# Oil Spill Detection – Model Training & Evaluation

This notebook covers:
- Model architecture design
- Custom attention modules
- Training loop
- Validation & testing
- mIoU and per-class IoU evaluation

The model is trained for semantic segmentation of oil spill phenomena in aerial imagery.


In [2]:
import torch
import torch.nn as nn
import torch.nn.functional as F
from torchvision import models
from tqdm import tqdm

DEVICE = "cuda" if torch.cuda.is_available() else "cpu"
print("Using device:", DEVICE)


Using device: cuda


## Attention Modules (Implemented from Scratch)

We implement Channel Attention and Spatial Attention modules
to enhance feature representation, especially for:
- Thin oil sheens
- Small objects (ships, platforms)


In [3]:
class ChannelAttention(nn.Module):
    def __init__(self, in_channels, reduction=16):
        super().__init__()
        self.avg_pool = nn.AdaptiveAvgPool2d(1)
        self.max_pool = nn.AdaptiveMaxPool2d(1)

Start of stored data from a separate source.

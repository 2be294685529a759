use std::fmt::Write;

use crate::solver::SearchResult;

fn header(result: &SearchResult) -> String {
    format!("{} solution(s) found:", result.solution_count())
}

/// Solution count followed by one solution per line, or a single line
/// saying nothing was found
pub fn render_solutions(result: &SearchResult) -> String {
    if result.is_empty() {
        return "No solutions were found.\n".to_string();
    }

    render_file_contents(result)
}

/// `Execution time: 0.0012345 seconds`
pub fn render_elapsed(result: &SearchResult) -> String {
    format!(
        "Execution time: {:.7} seconds",
        result.elapsed().as_secs_f64()
    )
}

/// Header line with the count, then one solution per line. The header is
/// written even when there are no solutions.
pub fn render_file_contents(result: &SearchResult) -> String {
    let mut out = header(result);
    out.push('\n');
    for expression in result.expressions() {
        let _ = writeln!(out, "{}", expression);
    }
    out
}
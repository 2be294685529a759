use thiserror::Error;

#[derive(Error, Debug, Clone, PartialEq)]
pub enum CardError {
    #[error("Invalid card '{0}': valid cards are A, 2-10, J, Q and K")]
    InvalidLabel(String),
    #[error("Expected exactly {expected} cards, got {actual}")]
    WrongCount { expected: usize, actual: usize },
    #[error("Cannot draw {requested} cards from a deck of {remaining}")]
    DeckExhausted { requested: usize, remaining: usize },
}
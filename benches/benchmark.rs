use barnes_hut_quadtree::{
    creator::{BodyCreator, DistrBodyCreator},
    direct_summation, Body, Execution, Quadtree,
};
use criterion::{criterion_group, criterion_main, BatchSize, BenchmarkId, Criterion};
use rand::{rngs::StdRng, SeedableRng};
use rand_distr::Uniform;

const HALF_WIDTH: f64 = 1000.;

fn random_bodies(n: usize) -> Vec<Body> {
    DistrBodyCreator::rng(
        Uniform::new(1.0, 1000.0),
        Uniform::new(-HALF_WIDTH, HALF_WIDTH),
        StdRng::seed_from_u64(0),
    )
    .create_bodies(n)
}

fn insertion(c: &mut Criterion) {
    let mut group = c.benchmark_group("insertion");
    for n in [100, 1_000, 10_000] {
        let bodies = random_bodies(n);
        group.bench_with_input(BenchmarkId::from_parameter(n), &bodies, |b, bodies| {
            b.iter_batched(
                || bodies.clone(),
                |bodies| Quadtree::from_bodies(HALF_WIDTH, bodies).unwrap(),
                BatchSize::SmallInput,
            )
        });
    }
    group.finish();
}

fn forces(c: &mut Criterion) {
    let mut group = c.benchmark_group("forces");
    for n in [100, 1_000, 10_000] {
        let bodies = random_bodies(n);
        let tree = Quadtree::from_bodies(HALF_WIDTH, bodies.iter().copied()).unwrap();

        group.bench_with_input(BenchmarkId::new("direct", n), &bodies, |b, bodies| {
            b.iter(|| direct_summation::forces(bodies))
        });
        group.bench_with_input(BenchmarkId::new("single", n), &tree, |b, tree| {
            b.iter(|| tree.forces(1.5, Execution::SingleThreaded))
        });
        group.bench_with_input(BenchmarkId::new("multithreaded", n), &tree, |b, tree| {
            b.iter(|| tree.forces(1.5, Execution::Multithreaded { num_threads: 4 }))
        });
        group.bench_with_input(BenchmarkId::new("rayon", n), &tree, |b, tree| {
            b.iter(|| tree.forces(1.5, Execution::RayonIter))
        });
    }
    group.finish();
}

fn theta(c: &mut Criterion) {
    let tree = Quadtree::from_bodies(HALF_WIDTH, random_bodies(5_000)).unwrap();

    let mut group = c.benchmark_group("theta");
    for theta in [0., 0.5, 1., 1.5, 2.] {
        group.bench_with_input(BenchmarkId::from_parameter(theta), &theta, |b, &theta| {
            b.iter(|| tree.forces(theta, Execution::SingleThreaded))
        });
    }
    group.finish();
}

criterion_group!(benches, insertion, forces, theta);
criterion_main!(benches);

        self.fc = nn.Sequential(
            nn.Conv2d(in_channels, in_channels // reduction, 1, bias=False),
            nn.ReLU(),
            nn.Conv2d(in_channels // reduction, in_channels, 1, bias=False)
        )
        self.sigmoid = nn.Sigmoid()

    def forward(self, x):
        avg = self.fc(self.avg_pool(x))
        max_ = self.fc(self.max_pool(x))
        return x * self.sigmoid(avg + max_)


In [4]:
class SpatialAttention(nn.Module):
    def __init__(self):
        super().__init__()
        self.conv = nn.Conv2d(2, 1, kernel_size=7, padding=3, bias=False)
        self.sigmoid = nn.Sigmoid()

    def forward(self, x):
        avg = torch.mean(x, dim=1, keepdim=True)
        max_, _ = torch.max(x, dim=1, keepdim=True)
        attn = torch.cat([avg, max_], dim=1)
        return x * self.sigmoid(self.conv(attn))


## Encoder: Modified ResNet-50 Backbone

- Pretrained on ImageNet
- Used as feature extractor
- Outputs multi-scale feature maps


In [5]:
class ResNetEncoder(nn.Module):
    def __init__(self):
        super().__init__()
        backbone = models.resnet50(weights=models.ResNet50_Weights.IMAGENET1K_V1)

        self.stage0 = nn.Sequential(
            backbone.conv1,
            backbone.bn1,
            backbone.relu,
            backbone.maxpool
        )
        self.stage1 = backbone.layer1   # 256
        self.stage2 = backbone.layer2   # 512
        self.stage3 = backbone.layer3   # 1024
        self.stage4 = backbone.layer4   # 2048

    def forward(self, x):
        x0 = self.stage0(x)
        x1 = self.stage1(x0)
        x2 = self.stage2(x1)
        x3 = self.stage3(x2)
        x4 = self.stage4(x3)
        return x1, x2, x3, x4


## Decoder Blocks with Attention


In [6]:
class DecoderBlock(nn.Module):
    def __init__(self, in_ch, out_ch):
        super().__init__()
        self.conv = nn.Sequential(
            nn.Conv2d(in_ch, out_ch, 3, padding=1),
            nn.BatchNorm2d(out_ch),
            nn.ReLU(inplace=True),
        )
        self.ca = ChannelAttention(out_ch)
        self.sa = SpatialAttention()

    def forward(self, x):
        x = self.conv(x)
        x = self.ca(x)
        x = self.sa(x)
        return x


## Full Model Architecture – OilSpillNet


In [7]:
class OilSpillNet(nn.Module):
    def __init__(self, num_classes):
        super().__init__()
        self.encoder = ResNetEncoder()

        self.dec4 = DecoderBlock(2048, 512)
        self.dec3 = DecoderBlock(1024 + 512, 256)
        self.dec2 = DecoderBlock(512 + 256, 128)
        self.dec1 = DecoderBlock(256 + 128, 64)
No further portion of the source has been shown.